A Shout in the Ruins, by Kevin Powers. Alternating between chapters set during the American Civil War, and chapters set in the 1960s and 1980s, during which the Vietnam War and its aftermath crops up regularly, Powers presents the evils of slavery fully, but in a way that doesn’t read with the almost pornographic flavour of explicit violence. It feels as though the book respects its characters, even as their lives are made increasingly difficult.
The Overstory, by Richard Powers. Maybe his most ambitious book yet: it seeks, essentially, to instill in its reader a sense of sympathy and identification with trees. The reason it works so well, I think, is partly because Powers takes his time to establish the stories of each character, and partly because his writing about geological time, and about the biological miracle of plant life, is so stunningly beautiful. Quite possibly the best book I’ve read, or will read, this year.
The Italian Teacher, by Tom Rachman. What does it mean to be an artist? What constitutes art? Does genius excuse monstrosity? Twentieth century art and art criticism, the terrible void inherent in the knowledge that artistic value is a mere function of consensus, and the anxiety of influence not only from artist to artist, but from father to son: Rachman deals with them all, in this deeply engrossing and deeply moving novel.
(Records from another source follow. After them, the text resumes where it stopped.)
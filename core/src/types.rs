//! Request payloads for the BurstChain API.
//!
//! # Design
//! The payloads borrow from the caller since they only live for the
//! duration of one `send`. Assets, dictionaries and metadata stay opaque
//! `serde_json::Value`s; the service owns their shape. Optional members are
//! serialized as explicit `null`, which is what the service expects.

use serde::Serialize;
use serde_json::Value;

/// Body of `POST .../asset`.
#[derive(Debug, Clone, Serialize)]
pub struct NewAsset<'a> {
    pub owners: &'a [String],
    pub asset: &'a Value,
    pub asset_metadata: Option<&'a Value>,
}

/// Body of `PUT .../asset`.
#[derive(Debug, Clone, Serialize)]
pub struct AssetUpdate<'a> {
    pub asset_id: &'a str,
    pub asset: &'a Value,
    pub asset_metadata: Option<&'a Value>,
}

/// Body of `POST .../transfer`. `owners` must list the current owners.
#[derive(Debug, Clone, Serialize)]
pub struct AssetTransfer<'a> {
    pub asset_id: &'a str,
    pub owners: &'a [String],
    pub new_owners: &'a [String],
    pub new_signer_public_id: &'a str,
}

/// Body of `POST .../query`. The clause is passed through untouched.
#[derive(Debug, Clone, Serialize)]
pub struct TqlQuery<'a> {
    #[serde(rename = "tqlWhereClause")]
    pub tql_where_clause: &'a str,
}

/// Body of `POST .../mapreduce/query`.
#[derive(Debug, Clone, Serialize)]
pub struct MapReduceQuery<'a> {
    pub map: &'a str,
    pub reduce: &'a str,
    pub finalize: Option<&'a str>,
    #[serde(rename = "tqlWhereClause")]
    pub tql_where_clause: &'a str,
}

/// Body of `POST .../smartcontract`.
#[derive(Debug, Clone, Serialize)]
pub struct SmartContract<'a> {
    pub contract: &'a str,
    pub name: &'a str,
    pub smart_contract_metadata: Value,
    pub smart_contract_type: &'static str,
    pub owners: &'a [String],
}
Painter To the King, by Amy Sackville. In her third novel, Sackville zooms all the way in on Diego Velazquez’s life and work at the court of Felipe IV. While it might be described as a fictional biography, what Painter to the King does most consistently and remarkably is convey what it feels like to be someone who sees the world as a painter – as this particular painter – does.
The Madonna of the Mountains, by Elise Valmorbida. Quiet, but brilliant: it feels effortlessly emotionally engaging, without resorting to either melodrama or apparent anachronism. Reading it really feels as if you are peering into the head of, let’s say, your great-grandmother; someone whose world is not your world, whose socially conditioned responses are alien to your own. One of the most restrained, yet profoundly convincing, historical novels that I’ve read in years, perhaps ever.
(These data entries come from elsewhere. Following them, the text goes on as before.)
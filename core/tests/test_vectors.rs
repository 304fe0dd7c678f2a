//! Verify every domain operation against `test-vectors/operations.json`.
//!
//! Each case names an operation, its arguments, the request the client must
//! emit, a simulated response, and the value the operation must return.
//! Bodies are compared as parsed JSON so field order does not matter.

use std::cell::RefCell;

use burstchain_core::{
    ApiError, HttpMethod, HttpRequest, HttpResponse, RestClient, Transport, TransportError,
};
use serde_json::Value;

/// Replays one canned response and keeps the request it was given.
struct Replay {
    response: HttpResponse,
    seen: RefCell<Vec<HttpRequest>>,
}

impl Transport for Replay {
    fn execute(&self, request: &HttpRequest) -> Result<HttpResponse, TransportError> {
        self.seen.borrow_mut().push(request.clone());
        Ok(self.response.clone())
    }
}

fn parse_method(s: &str) -> HttpMethod {
    match s {
        "GET" => HttpMethod::Get,
        "POST" => HttpMethod::Post,
        "PUT" => HttpMethod::Put,
        other => panic!("unknown method: {other}"),
    }
}

fn s<'a>(args: &'a Value, key: &str) -> &'a str {
    args[key].as_str().unwrap_or_else(|| panic!("missing string arg {key}"))
}

fn strings(args: &Value, key: &str) -> Vec<String> {
    serde_json::from_value(args[key].clone()).unwrap()
}

fn optional(args: &Value, key: &str) -> Option<Value> {
    match &args[key] {
        Value::Null => None,
        value => Some(value.clone()),
    }
}

/// Run the named operation and fold its result into a JSON value.
fn invoke<T: Transport>(client: &RestClient<T>, operation: &str, args: &Value) -> Result<Value, ApiError> {
    let id = |r: Result<String, ApiError>| r.map(Value::String);
    let whole = |r: Result<Option<Value>, ApiError>| r.map(|v| v.unwrap_or(Value::Null));
    let list = |r: Result<Option<Vec<Value>>, ApiError>| r.map(|v| v.map(Value::Array).unwrap_or(Value::Null));

    match operation {
        "put_metadata" => whole(client.put_metadata(&args["dictionary"], s(args, "username"), s(args, "password"))),
        "get_private_id" => id(client.get_private_id()),
        "get_public_id" => id(client.get_public_id(s(args, "private_id"))),
        "create_asset" => id(client.create_asset(
            s(args, "private_id"),
            s(args, "chain"),
            &strings(args, "owners"),
            &args["asset"],
            optional(args, "asset_metadata").as_ref(),
        )),
        "get_asset_status" => id(client.get_asset_status(s(args, "private_id"), s(args, "chain"), s(args, "asset_id"))),
        "get_asset_by_id" => whole(client.get_asset_by_id(s(args, "private_id"), s(args, "chain"), s(args, "asset_id"))),
        "get_asset_by_hash" => whole(client.get_asset_by_hash(s(args, "private_id"), s(args, "chain"), s(args, "hash"))),
        "update_asset" => id(client.update_asset(
            s(args, "private_id"),
            s(args, "chain"),
            s(args, "asset_id"),
            &args["asset"],
            optional(args, "asset_metadata").as_ref(),
        )),
        "transfer_asset" => id(client.transfer_asset(
            s(args, "private_id"),
            s(args, "chain"),
            s(args, "asset_id"),
            &strings(args, "owners"),
            &strings(args, "new_owners"),
            s(args, "new_signer_public_id"),
        )),
        "query" => list(client.query(s(args, "private_id"), s(args, "chain"), s(args, "tql"))),
        "map_reduce" => list(client.map_reduce(
            s(args, "private_id"),
            s(args, "chain"),
            s(args, "map"),
            s(args, "reduce"),
            args["finalize"].as_str(),
            s(args, "tql"),
        )),
        "create_consent" => id(client.create_consent(
            s(args, "private_id"),
            s(args, "chain"),
            &strings(args, "owners"),
            s(args, "name"),
            s(args, "contract"),
        )),
        other => panic!("unknown operation: {other}"),
    }
}

#[test]
fn operation_test_vectors() {
    let raw = include_str!("../../test-vectors/operations.json");
    let vectors: Value = serde_json::from_str(raw).unwrap();
    let base_url = vectors["base_url"].as_str().unwrap();
    let tenant = vectors["tenant"].as_str().unwrap();

    for case in vectors["cases"].as_array().unwrap() {
        let name = case["name"].as_str().unwrap();
        let sim = &case["simulated_response"];
        let replay = Replay {
            response: HttpResponse {
                status: sim["status"].as_u64().unwrap() as u16,
                headers: Vec::new(),
                body: sim["body"].as_str().unwrap().to_string(),
            },
            seen: RefCell::new(Vec::new()),
        };
        let client = RestClient::with_transport(base_url, tenant, &replay);

        // Verify result
        let result = invoke(&client, case["operation"].as_str().unwrap(), &case["args"])
            .unwrap_or_else(|e| panic!("{name}: {e}"));
        assert_eq!(result, case["expected_result"], "{name}: result");

        // Verify request
        let seen = replay.seen.borrow();
        assert_eq!(seen.len(), 1, "{name}: exactly one round trip");
        let req = &seen[0];
        let expected = &case["expected_request"];
        assert_eq!(req.method, parse_method(expected["method"].as_str().unwrap()), "{name}: method");
        assert_eq!(req.url, format!("{base_url}{}", expected["path"].as_str().unwrap()), "{name}: url");

        let expected_headers: Vec<(String, String)> = serde_json::from_value(expected["headers"].clone()).unwrap();
        assert_eq!(req.headers, expected_headers, "{name}: headers");

        match &expected["body"] {
            Value::Null => assert!(req.body.is_none(), "{name}: no body"),
            body => {
                let sent: Value = serde_json::from_str(req.body.as_deref().unwrap()).unwrap();
                assert_eq!(&sent, body, "{name}: body");
            }
        }
    }
}

#[test]
fn failure_vectors_return_status_errors() {
    let replay = Replay {
        response: HttpResponse {
            status: 500,
            headers: Vec::new(),
            body: "boom".to_string(),
        },
        seen: RefCell::new(Vec::new()),
    };
    let client = RestClient::with_transport("http://localhost:3000", "acme", &replay);

    let args = serde_json::json!({
        "private_id": "priv-1",
        "chain": "address",
        "owners": ["pub-1"],
        "asset": {},
        "asset_metadata": null
    });
    let err = invoke(&client, "create_asset", &args).unwrap_err();
    match err {
        ApiError::Status { path, status, body } => {
            assert_eq!(path, "/api/burstchain/acme/address/asset");
            assert_eq!(status, 500);
            assert_eq!(body, "boom");
        }
        other => panic!("unexpected error: {other:?}"),
    }
    assert_eq!(replay.seen.borrow().len(), 1);
}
Sing Unburied Sing, by Jesmyn Ward. It’s a road trip novel; it’s an examination of American racism and history; it’s modern-day Faulkner, lyrical and elegiac. Jojo, our young narrator, will stay with you for a long time, as will his strong love for his baby sister Kayla and his mother Leonie’s desperation to bring her boyfriend Michael home from prison. An utterly stunning book.
The Book of Joan, by Lidia Yuknavitch. I described it on Goodreads as “Angela Carter in space”, which I stand by. There is so much going on in this book about bodies, the female body especially, and the reproductive capacities of the female body; how bodies can literally tell stories, carry history; never have I been made so aware of the body as the ultimate site of political resistance. It is resonant with where we are now, as a world, in ways that are both subtle and in-your-face.
Other books that I think might well end up on the longlist: Happiness by Aminatta Forna; Warlight by Michael Ondaatje; The Only Story by Julian Barnes (please God no); I suppose it’s possible that the ubiquitous Eleanor Oliphant will end up with a spot, in which case I will actually cry; The Mermaid and Mrs. Hancock; Crudo by Olivia Laing; Transcription by Kate Atkinson.
We. Shall. See. Do any of you have predictions/desires for the Man Booker long list?